Jacques Besnainou, president of Areva Inc, commented, "Areva is extremely pleased that our team has been selected by DoE for this critical project." He added, "We look forward to working with our team and DoE to assure the disposition of used fuel and radioactive waste is accomplished in a safe and secure manner." The principal Areva contribution to the project will be in the surface facility design and to lend its expertise in support of the NRC review of the licence application.
 

Future contracts
 

The USA has been planning the Yucca Mountain repository for many years. Since 1977, when it ruled that used fuel was to be treated as waste and could not be reprocessed to recover uranium and reduce its volume, the government has had a responsibility to provide final disposal of the fuel in a deep geologic disposal facility.

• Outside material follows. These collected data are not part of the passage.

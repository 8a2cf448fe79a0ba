//! Bundle registry for accessing all builtin rule bundles.

use std::collections::{HashSet, VecDeque};
use std::fmt;

use crate::bundle::Bundle;
use crate::bundles::builtin_bundles;
use crate::rule::RuleDef;

/// Central registry of all builtin rule bundles.
pub struct BundleRegistry {
    bundles: Vec<&'static dyn Bundle>,
}

impl fmt::Debug for BundleRegistry {
    fn fmt(&self, f: &mut fmt::Formatter<'_>) -> fmt::Result {
        f.debug_struct("BundleRegistry")
            .field("bundles", &self.bundles.iter().map(|b| b.id()).collect::<Vec<_>>())
            .finish()
    }
}

impl BundleRegistry {
    /// Creates a registry pre-loaded with all builtin bundles.
    #[must_use]
    pub fn builtin() -> Self {
        Self {
            bundles: builtin_bundles(),
        }
    }

    /// Returns every registered bundle.
    #[must_use]
    pub fn bundles(&self) -> &[&'static dyn Bundle] {
        &self.bundles
    }

    /// Looks up a bundle by its ID (e.g. `"aes"`).
    #[must_use]
    pub fn get(&self, id: &str) -> Option<&'static dyn Bundle> {
        self.bundles.iter().copied().find(|b| b.id() == id)
    }

    /// Returns an iterator over the entry rules of every bundle.
    pub fn entry_rules(&self) -> impl Iterator<Item = &'static RuleDef> + '_ {
        self.bundles.iter().flat_map(|b| b.rules().iter().copied())
    }

    /// Returns every rule reachable from the entry rules, each exactly once,
    /// entry rules first.
    #[must_use]
    pub fn all_rules(&self) -> Vec<&'static RuleDef> {
        let mut seen = HashSet::new();
        let mut ordered = Vec::new();
        let mut pending: VecDeque<&'static RuleDef> = self.entry_rules().collect();

        while let Some(rule) = pending.pop_front() {
            if !seen.insert(std::ptr::from_ref(rule)) {
                continue;
            }
            ordered.push(rule);

            let chained = rule
                .parameters
                .iter()
                .flat_map(|p| p.dependents.iter())
                .chain(rule.dependents.iter());
            pending.extend(chained.copied());
        }

        ordered
    }

    /// Returns the total number of entry rules across all bundles.
    #[must_use]
    pub fn rule_count(&self) -> usize {
        self.bundles.iter().map(|b| b.rules().len()).sum()
    }

    /// Finds any reachable rule by ID.
    #[must_use]
    pub fn find_rule(&self, id: &str) -> Option<&'static RuleDef> {
        self.all_rules().into_iter().find(|r| r.id == id)
    }
}
//! CLI command handlers.

/// Shell completion generation.
pub mod completions;
/// Project initialisation and `.cryptoscope.toml` creation.
pub mod init;
/// Rule listing and inspection.
pub mod rules;
/// Go source scanning for cryptography usage.
pub mod scan;

/// Convenience alias for command return types.
pub type Result<T = ()> = anyhow::Result<T>;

According to the Nuclear Waste Policy Act of 1982, the DoE was supposed to start accepting fuel from utilities early in 1998, but its failure to provide a repository on time has meant that the fuel has had to be stored at reactor sites. Since 1998 some 60 lawsuits have been launched by US utilities to try to recover the extra costs incurred. Payouts totalling over $600 million have already been awarded, and with other lawsuits outstanding the compensation costs to the government could run into billions.
 

The DoE has announced that it will extend the waste disposal contract under the 1982 legislation to also cover radioactive waste generated by new nuclear power reactors. Under the 1982 legislation, a company must have a contract with the DoE for disposal services in order to receive a construction and operating licence from the NRC for a new reactor.
 

"These contracts are essential to advancing the commercial nuclear renaissance which is needed in order to meet our nation's significant future demands for providing electricity in a safe, secure and environmentally friendly manner," commented Bodman.
 

Yucca Mountain was approved by Congress and President George Bush in 2002 as the site for the USA's first permanent used fuel and high-level waste geologic repository. The OCRWM's current projected completion date for the project is 2017, but the fate of the project would be with the next US President. The Democratic candidate, Barack Obama, "believes that Yucca Mountain is not an option" for long-term management of wastes, while Republican candidate John McCain would try to establish an international radioactive waste management scheme which could make Yucca Mountain unnecessary. The election to pick one of those men as leader, of course, occurs on 4 November.